Description:
Observed when coding a new thread routine this is theoretical problem never seen on current code.
So usually, when GR starts a thread, the starting methods do:
> start_method
> {
> lock(run_lock)
>
> launch_thread
>
> while (!running)
> {
> mysql_cond_wait(&run_cod, &run_lock); << Step A
> }
>
> unlock(run_lock)
> }
And threads handling methods do:
>
> thread_handler_method
> {
> lock(run_lock)
> running=true << Step B
> mysql_cond_broadcast(&run_cond);
> unlock(run_lock)
>
> execution
>
> lock(run_lock)
> running=false << Step C
> mysql_cond_broadcast(&run_cond);
> unlock(run_lock)
>
> }
What is not taken in account here is that if the threads have near 0 execution time, Step B and C can be executed when A unblocks waiting for a signal.
So, the conditional flag will change to true and then to false again, while the code for A loops.
Looking at the code, to the psi keys we get a list of threads to check for this issue.
extern PSI_thread_key
key_GR_THD_applier_module_receiver,
key_GR_THD_cert_broadcast,
key_GR_THD_delayed_init,
key_GR_THD_plugin_session,
key_GR_THD_group_partition_handler,
key_GR_THD_recovery;
How to repeat:
This was seen in a new thread code where there was no execution code being activated
The code above can be created in some plugin method and ran to see it can get stuck, but no test can be created to test this under the current code AFAIK.
Suggested fix:
When looking at the slave, it is seen that it uses a thread id for example on start and a termination flag on stops.
A simpler solution is to add a termination flag that can be used here.

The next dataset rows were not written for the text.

//! 1 Hz camera frame sampler
//!
//! On every tick the latest camera frame is downscaled, JPEG-encoded and sent
//! to the open session. Disabling the camera keeps the timer running but makes
//! each tick a no-op.

use crate::media::{DeviceStream, MediaBlob, MediaSink, JPEG_MIME};
use base64::engine::general_purpose;
use base64::Engine;
use image::codecs::jpeg::JpegEncoder;
use image::imageops::{self, FilterType};
use image::{ExtendedColorType, RgbImage};
use std::rc::Rc;
use tracing::{debug, trace};

/// Error encoding a sampled frame
#[derive(Debug, thiserror::Error)]
pub enum SampleError {
    #[error("frame has zero width or height")]
    EmptyFrame,

    #[error("JPEG encoding failed: {0}")]
    Jpeg(#[from] image::ImageError),
}

/// Scale both sides by one factor: `scale`, raised so the shorter side
/// reaches `min_dim`, never above 1.0. `None` for a zero-sized source.
pub fn scaled_dimensions(width: u32, height: u32, scale: f32, min_dim: u32) -> Option<(u32, u32)> {
    if width == 0 || height == 0 {
        return None;
    }
    let shorter = width.min(height) as f32;
    let factor = scale.max(min_dim as f32 / shorter).min(1.0);
    let side = |source: u32| ((source as f32 * factor).round() as u32).clamp(1, source);
    Some((side(width), side(height)))
}

/// Downscale and JPEG-encode one frame.
pub fn encode_sample(frame: &RgbImage, scale: f32, quality: u8, min_dim: u32) -> Result<MediaBlob, SampleError> {
    let (width, height) =
        scaled_dimensions(frame.width(), frame.height(), scale, min_dim).ok_or(SampleError::EmptyFrame)?;
    let scaled = imageops::resize(frame, width, height, FilterType::Triangle);

    let mut jpeg = Vec::new();
    let mut encoder = JpegEncoder::new_with_quality(&mut jpeg, quality);
    encoder.encode(scaled.as_raw(), width, height, ExtendedColorType::Rgb8)?;

    Ok(MediaBlob {
        mime_type: JPEG_MIME.to_string(),
        data: general_purpose::STANDARD.encode(&jpeg),
    })
}

/// Mirrored, downscaled RGB copy of a camera frame for the self view.
#[derive(Debug, Clone, PartialEq, Eq)]
pub struct PreviewFrame {
    pub width: u32,
    pub height: u32,
    /// Packed RGB8, row-major
    pub pixels: Vec<u8>,
}

/// Shrink `frame` to at most `max_width` wide and flip it horizontally.
pub fn preview_frame(frame: &RgbImage, max_width: u32) -> Option<PreviewFrame> {
    if frame.width() == 0 || frame.height() == 0 || max_width == 0 {
        return None;
    }
    let mirrored = if frame.width() > max_width {
        let height = ((frame.height() as u64 * max_width as u64) / frame.width() as u64).max(1) as u32;
        let mut scaled = imageops::resize(frame, max_width, height, FilterType::Triangle);
        imageops::flip_horizontal_in_place(&mut scaled);
        scaled
    } else {
        imageops::flip_horizontal(frame)
    };
    Some(PreviewFrame {
        width: mirrored.width(),
        height: mirrored.height(),
        pixels: mirrored.into_raw(),
    })
}

/// Periodic camera sampler.
pub struct FrameSampler {
    active: bool,
    scale: f32,
    quality: u8,
    min_dim: u32,
    sink: Option<Rc<dyn MediaSink>>,
    frames_sent: u64,
}

impl FrameSampler {
    pub fn new(scale: f32, quality: u8, min_dim: u32) -> Self {
        Self {
            active: true,
            scale,
            quality,
            min_dim,
            sink: None,
            frames_sent: 0,
        }
    }

    /// Enable or disable output without touching the timer.
    pub fn set_active(&mut self, active: bool) {
        self.active = active;
    }

    pub fn is_active(&self) -> bool {
        self.active
    }

    pub fn bind(&mut self, sink: Rc<dyn MediaSink>) {
        self.sink = Some(sink);
    }

    pub fn unbind(&mut self) {
        self.sink = None;
    }

    /// Handle one timer tick. Returns whether a frame went out.
    pub fn tick(&mut self, stream: &mut dyn DeviceStream) -> bool {
        if !self.active {
            return false;
        }
        let Some(sink) = &self.sink else {
            return false;
        };
        let Some(frame) = stream.snapshot() else {
            trace!("No camera frame available yet");
            return false;
        };

        let blob = match encode_sample(&frame, self.scale, self.quality, self.min_dim) {
            Ok(blob) => blob,
            Err(e) => {
                debug!("Skipping frame: {}", e);
                return false;
            }
        };
        match sink.send_realtime_input(blob) {
            Ok(()) => {
                self.frames_sent += 1;
                true
            }
            Err(e) => {
                debug!("Dropped video frame: {}", e);
                false
            }
        }
    }

    pub fn frames_sent(&self) -> u64 {
        self.frames_sent
    }
}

So the code would be > start_method
> {
> lock(run_lock)
>
> terminated= false;
> launch_thread
>
> while (!running && !terminated)
> {
> mysql_cond_wait(&run_cod, &run_lock);
> }
>
> unlock(run_lock)
> }
and in the handler
> thread_handler_method
> {
> lock(run_lock)
> running=true
> mysql_cond_broadcast(&run_cond);
> unlock(run_lock)
>
> execution
>
> lock(run_lock)
> running=false
> terminated= true;
> mysql_cond_broadcast(&run_cond);
> unlock(run_lock)
>
> }